Among the lines below, a stretch begins at the one with "the working CRS." and ends at the one with "fn fmt(&self, f: &mut". Repeat that stretch exactly, ends included.

RAW DATA:

-- Opening Marker --

//! Canopy height model: per-cell maximum z of a filtered point set.
//!
//! The maximum (not the mean) is kept because any return reaching height z
//! in a column means the canopy surface is at least that high there.

use crate::point_cloud::PointCloud;
use crate::raster::{GridSpec, Raster};
use crate::error::{Error, Result};
use log::info;

/// Rasterize `cloud` onto a grid covering its bounding box with cells of size `res`.
///
/// Fails with `InvalidInput` on an empty cloud or a non-positive cell size.
pub fn rasterize(cloud: &PointCloud, res: f64) -> Result<Raster> {
    if cloud.is_empty() {
        return Err(Error::invalid("cannot rasterize an empty point set"));
    }
    let spec = GridSpec::covering(cloud.points.iter().map(|p| (p.x, p.y)), res)?;
    let chm = rasterize_on(cloud, &spec)?;
    info!(
        "canopy raster: {} x {} cells at {} m, {} populated",
        chm.ncol,
        chm.nrow,
        res,
        chm.valid_count()
    );
    Ok(chm)
}

/// Rasterize onto a fixed grid. Points falling outside the grid are ignored;
/// empty cells hold NaN.
pub fn rasterize_on(cloud: &PointCloud, spec: &GridSpec) -> Result<Raster> {
    if !(spec.res > 0.0) {
        return Err(Error::invalid(format!("cell size must be > 0, got {}", spec.res)));
    }
    spec.cell_count()?;
    let mut chm = Raster::empty(spec, cloud.crs);
    for p in &cloud.points {
        if p.z.is_nan() {
            continue;
        }
        if let Some((r, c)) = spec.cell_of(p.x, p.y) {
            let cell = &mut chm[(r, c)];
            if cell.is_nan() || p.z > *cell {
                *cell = p.z;
            }
        }
    }
    Ok(chm)
}
//! End-to-end run: filter → rasterize → detect → percentile → cluster.
//!
//! Each stage returns a fresh value; nothing is shared or mutated between
//! stages. An invalid parameter aborts the run before any data is touched.
//! A stage that produces nothing ends the computation early: later stages are
//! skipped and report empty output, and [`PipelineOutput::empty_at`] names
//! the stage.

use crate::canopy;
use crate::cluster::{self, Clustering, DbscanParams, NOISE};
use crate::crs::Crs;
use crate::error::{Error, Result};
use crate::percentile;
use crate::point_cloud::{self, ElevationBand, PointCloud, Polygon};
use crate::raster::Raster;
use crate::tree_detection::{self, DetectionParams, TreeCandidate};
use log::{debug, info, warn};
use serde::{Deserialize, Serialize};
use std::fmt;
use std::path::Path;

// ---------------------------------------------------------------------------
// Configuration
// ---------------------------------------------------------------------------

/// Site-specific constants of a run.
///
/// Defaults are empirical site constants; override them per dataset.
#[derive(Debug, Clone, PartialEq, Serialize, Deserialize)]
#[serde(default)]
pub struct PipelineConfig {
    /// EPSG code of the point cloud's projected CRS.
    pub crs_epsg: u32,
    /// Region of interest vertices; None keeps everything.
    pub region: Option<Vec<(f64, f64)>>,
    /// EPSG code of the region vertices when they are not in `crs_epsg`.
    pub region_epsg: Option<u32>,
    /// Elevation band lower bound (m).
    pub z_min: f64,
    /// Elevation band upper bound (m).
    pub z_max: f64,
    /// Canopy raster cell size (m).
    pub cell_size: f64,
    /// Local-maximum window width in cells.
    pub window: usize,
    /// Minimum tree-top height (m).
    pub min_height: Option<f64>,
    /// Tall-tree percentile in (0, 1).
    pub percentile: f64,
    /// Clustering radius (m).
    pub eps: f64,
    /// Clustering minimum neighbourhood size.
    pub min_pts: usize,
}

impl Default for PipelineConfig {
    fn default() -> Self {
        Self {
            crs_epsg: 32618,
            region: None,
            region_epsg: None,
            z_min: 180.0,
            z_max: 220.0,
            cell_size: 1.0,
            window: 5,
            min_height: Some(185.0),
            percentile: 0.9,
            eps: 12.0,
            min_pts: 5,
        }
    }
}

impl PipelineConfig {
    /// Read a JSON config file; absent fields take their default.
    pub fn from_json_file<P: AsRef<Path>>(path: P) -> Result<Self> {
        let text = std::fs::read_to_string(path)?;
        Ok(serde_json::from_str(&text)?)
    }

    pub fn crs(&self) -> Result<Crs> {
        let crs = Crs::from_epsg(self.crs_epsg)?;
        if !crs.is_projected() {
            return Err(Error::Projection(format!(
                "working CRS must be projected in metres, got {crs}"
            )));
        }
        Ok(crs)
    }

    pub fn band(&self) -> Result<ElevationBand> {
        ElevationBand::new(self.z_min, self.z_max)
    }

    /// Region of interest in the working CRS.
    pub fn region_polygon(&self) -> Result<Option<Polygon>> {
        let Some(vertices) = self.region.clone() else {
            return Ok(None);
        };
        let polygon = Polygon::new(vertices)?;
        let working = self.crs()?;
        match self.region_epsg {
            Some(code) => {
                let source = Crs::from_epsg(code)?;
                debug!("region of interest: {source} -> {working}");
                Ok(Some(polygon.reproject(source, working)?))
            }
            None => Ok(Some(polygon)),
        }
    }

    pub fn detection(&self) -> DetectionParams {
        DetectionParams {
            window: self.window,
            min_height: self.min_height,
        }
    }

    pub fn dbscan(&self) -> DbscanParams {
        DbscanParams {
            eps: self.eps,
            min_pts: self.min_pts,
        }
    }

    /// Check every parameter up front.
    pub fn validate(&self) -> Result<()> {
        self.crs()?;
        self.band()?;
        self.region_polygon()?;
        if !(self.cell_size > 0.0) || !self.cell_size.is_finite() {
            return Err(Error::invalid(format!(
                "cell_size must be > 0, got {}",
                self.cell_size
            )));
        }
        self.detection().validate()?;
        if !(self.percentile > 0.0 && self.percentile < 1.0) {
            return Err(Error::invalid(format!(
                "percentile must be in (0, 1), got {}",
                self.percentile
            )));
        }
        self.dbscan().validate()
    }
}

// ---------------------------------------------------------------------------
// Output
// ---------------------------------------------------------------------------

/// Pipeline stages, in execution order.
#[derive(Debug, Clone, Copy, PartialEq, Eq, PartialOrd, Ord)]
pub enum Stage {
    Filter,
    Detect,
    Percentile,
    Cluster,
}

impl fmt::Display for Stage {
    fn fmt(&self, f: &mut fmt::Formatter<'_>) -> fmt::Result {
        let name = match self {
            Stage::Filter => "point filter",
            Stage::Detect => "tree detection",
            Stage::Percentile => "percentile filter",
            Stage::Cluster => "clustering",
        };
        f.write_str(name)
    }
}

/// Row handed to exporters and renderers.
#[derive(Debug, Clone, Copy, PartialEq, Serialize)]
pub struct TreeRecord {
    pub id: u32,
    pub x: f64,
    pub y: f64,
    pub z: f64,
    /// Cluster label; 0 for noise and for trees outside the tall subset.
    pub cluster: u32,
}

/// Everything a run produces.
#[derive(Debug, Clone)]
pub struct PipelineOutput {
    pub crs: Crs,
    pub input_points: usize,
    pub filtered_points: usize,
    /// Canopy height model; None when filtering left no point.
    pub canopy: Option<Raster>,
    pub candidates: Vec<TreeCandidate>,
    pub tall_trees: Vec<TreeCandidate>,
    /// Height threshold of the tall subset; None when the stage was skipped.
    pub threshold: Option<f64>,
    /// One label per tall tree.
    pub clustering: Clustering,
    /// First stage that produced no element.
    pub empty_at: Option<Stage>,
}

impl PipelineOutput {
    fn empty(crs: Crs, input_points: usize, stage: Stage) -> Self {
        warn!("{stage} produced no output; remaining stages skipped");
        Self {
            crs,
            input_points,
            filtered_points: 0,
            canopy: None,
            candidates: Vec::new(),
            tall_trees: Vec::new(),
            threshold: None,
            clustering: Clustering {
                labels: Vec::new(),
                n_clusters: 0,
            },
            empty_at: Some(stage),
        }
    }

    /// Records for the tall subset with their cluster labels.
    pub fn tall_records(&self) -> Vec<TreeRecord> {
        self.tall_trees
            .iter()
            .zip(self.clustering.labels.iter())
            .map(|(t, &cluster)| TreeRecord {
                id: t.id,
                x: t.x,
                y: t.y,
                z: t.z,
                cluster,
            })
            .collect()
    }

    /// Records for every candidate; tall trees carry their cluster label.
    pub fn records(&self) -> Vec<TreeRecord> {
        let tall = self.tall_records();
        let mut cursor = tall.iter().peekable();
        self.candidates
            .iter()
            .map(|t| {
                let cluster = match cursor.peek() {
                    Some(r) if r.id == t.id => cursor.next().map_or(NOISE, |r| r.cluster),
                    _ => NOISE,
                };
                TreeRecord {
                    id: t.id,
                    x: t.x,
                    y: t.y,
                    z: t.z,
                    cluster,
                }
            })
            .collect()
    }

    /// Tall-tree locations in clustering order.
    pub fn tall_xy(&self) -> Vec<(f64, f64)> {
        self.tall_trees.iter().map(|t| (t.x, t.y)).collect()
    }
}

// ---------------------------------------------------------------------------
// Runs
// ---------------------------------------------------------------------------

/// Run every stage on a raw point cloud.
pub fn run(cloud: &PointCloud, config: &PipelineConfig) -> Result<PipelineOutput> {
    config.validate()?;
    let crs = config.crs()?;
    if cloud.crs != crs {
        return Err(Error::Projection(format!(
            "point cloud is in {}, config expects {crs}; reproject first",
            cloud.crs
        )));
    }
    debug!("pipeline config: {config:?}");
    info!("pipeline: {} input points", cloud.len());

    let region = config.region_polygon()?;
    let filtered = point_cloud::filter_points(cloud, region.as_ref(), &config.band()?);
    info!("point filter: kept {}/{} points", filtered.len(), cloud.len());
    if filtered.is_empty() {
        return Ok(PipelineOutput::empty(crs, cloud.len(), Stage::Filter));
    }

    let chm = canopy::rasterize(&filtered, config.cell_size)?;
    let mut out = run_on_canopy(chm, config)?;
    out.input_points = cloud.len();
    out.filtered_points = filtered.len();
    Ok(out)
}

/// Run detection, percentile and clustering on an existing canopy raster.
pub fn run_on_canopy(chm: Raster, config: &PipelineConfig) -> Result<PipelineOutput> {
    config.validate()?;
    let crs = config.crs()?;
    if chm.crs != crs {
        return Err(Error::Projection(format!(
            "canopy raster is in {}, config expects {crs}",
            chm.crs
        )));
    }
    if !(chm.res > 0.0) || !chm.res.is_finite() {
        return Err(Error::invalid(format!(
            "canopy raster cell size must be > 0, got {}",
            chm.res
        )));
    }

    let candidates = tree_detection::local_maxima(&chm, &config.detection())?;
    let mut out = PipelineOutput {
        crs,
        input_points: 0,
        filtered_points: 0,
        canopy: Some(chm),
        candidates,
        tall_trees: Vec::new(),
        threshold: None,
        clustering: Clustering {
            labels: Vec::new(),
            n_clusters: 0,
        },
        empty_at: None,
    };
    if out.candidates.is_empty() {
        warn!("{} produced no output; remaining stages skipped", Stage::Detect);
        out.empty_at = Some(Stage::Detect);
        return Ok(out);
    }

    let (tall, threshold) = percentile::tall_trees(&out.candidates, config.percentile)?;
    out.tall_trees = tall;
    out.threshold = Some(threshold);
    if out.tall_trees.is_empty() {
        warn!("{} produced no output; remaining stages skipped", Stage::Percentile);
        out.empty_at = Some(Stage::Percentile);
        return Ok(out);
    }

    out.clustering = cluster::dbscan(&out.tall_xy(), &config.dbscan())?;
    if out.clustering.n_clusters == 0 {
        warn!("{} found no cluster; every tall tree is noise", Stage::Cluster);
        out.empty_at = Some(Stage::Cluster);
    }
    Ok(out)
}
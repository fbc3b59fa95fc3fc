//! # treetops: tree tops and tall-tree clusters from airborne LiDAR
//!
//! Answers descriptive questions about a forest plot (how many trees, where,
//! how tall, where the tallest ones group) from a single point cloud.
//!
//! Pipeline, each stage a pure transformation:
//! - **Point filter**: [`filter_points`] keeps returns inside a region of
//!   interest and an elevation band
//! - **Canopy height model**: [`rasterize`] takes the per-cell maximum z
//! - **Tree detection**: [`local_maxima`] finds one apex per window peak
//! - **Tall trees**: [`tall_trees`] keeps trees above a height percentile
//! - **Clustering**: [`dbscan`] groups tall trees spatially, 0 = noise
//!
//! [`pipeline::run`] chains them; [`export`] turns the results into tables,
//! map layers, a GeoTIFF, and a height histogram.

pub mod canopy;
pub mod cluster;
pub mod crs;
pub mod error;
pub mod export;
pub mod percentile;
pub mod pipeline;
pub mod point_cloud;
pub mod raster;
pub mod tree_detection;

pub use canopy::{rasterize, rasterize_on};
pub use cluster::{dbscan, Clustering, DbscanParams, NOISE};
pub use crs::Crs;
pub use error::{Error, Result};
pub use percentile::{quantile, tall_trees};
pub use pipeline::{PipelineConfig, PipelineOutput, Stage, TreeRecord};
pub use point_cloud::{filter_points, read_las, ElevationBand, Point3, PointCloud, Polygon};
pub use raster::{GridSpec, Raster, NO_DATA};
pub use tree_detection::{local_maxima, DetectionParams, TreeCandidate};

-- Closing Marker --

SOLUTION FOR THIS EXERCISE:
    /// Region of interest in the working CRS.
    pub fn region_polygon(&self) -> Result<Option<Polygon>> {
        let Some(vertices) = self.region.clone() else {
            return Ok(None);
        };
        let polygon = Polygon::new(vertices)?;
        let working = self.crs()?;
        match self.region_epsg {
            Some(code) => {
                let source = Crs::from_epsg(code)?;
                debug!("region of interest: {source} -> {working}");
                Ok(Some(polygon.reproject(source, working)?))
            }
            None => Ok(Some(polygon)),
        }
    }

    pub fn detection(&self) -> DetectionParams {
        DetectionParams {
            window: self.window,
            min_height: self.min_height,
        }
    }

    pub fn dbscan(&self) -> DbscanParams {
        DbscanParams {
            eps: self.eps,
            min_pts: self.min_pts,
        }
    }

    /// Check every parameter up front.
    pub fn validate(&self) -> Result<()> {
        self.crs()?;
        self.band()?;
        self.region_polygon()?;
        if !(self.cell_size > 0.0) || !self.cell_size.is_finite() {
            return Err(Error::invalid(format!(
                "cell_size must be > 0, got {}",
                self.cell_size
            )));
        }
        self.detection().validate()?;
        if !(self.percentile > 0.0 && self.percentile < 1.0) {
            return Err(Error::invalid(format!(
                "percentile must be in (0, 1), got {}",
                self.percentile
            )));
        }
        self.dbscan().validate()
    }
}

// ---------------------------------------------------------------------------
// Output
// ---------------------------------------------------------------------------

/// Pipeline stages, in execution order.
#[derive(Debug, Clone, Copy, PartialEq, Eq, PartialOrd, Ord)]
pub enum Stage {
    Filter,
    Detect,
    Percentile,
    Cluster,
}

impl fmt::Display for Stage {
    fn fmt(&self, f: &mut fmt::Formatter<'_>) -> fmt::Result {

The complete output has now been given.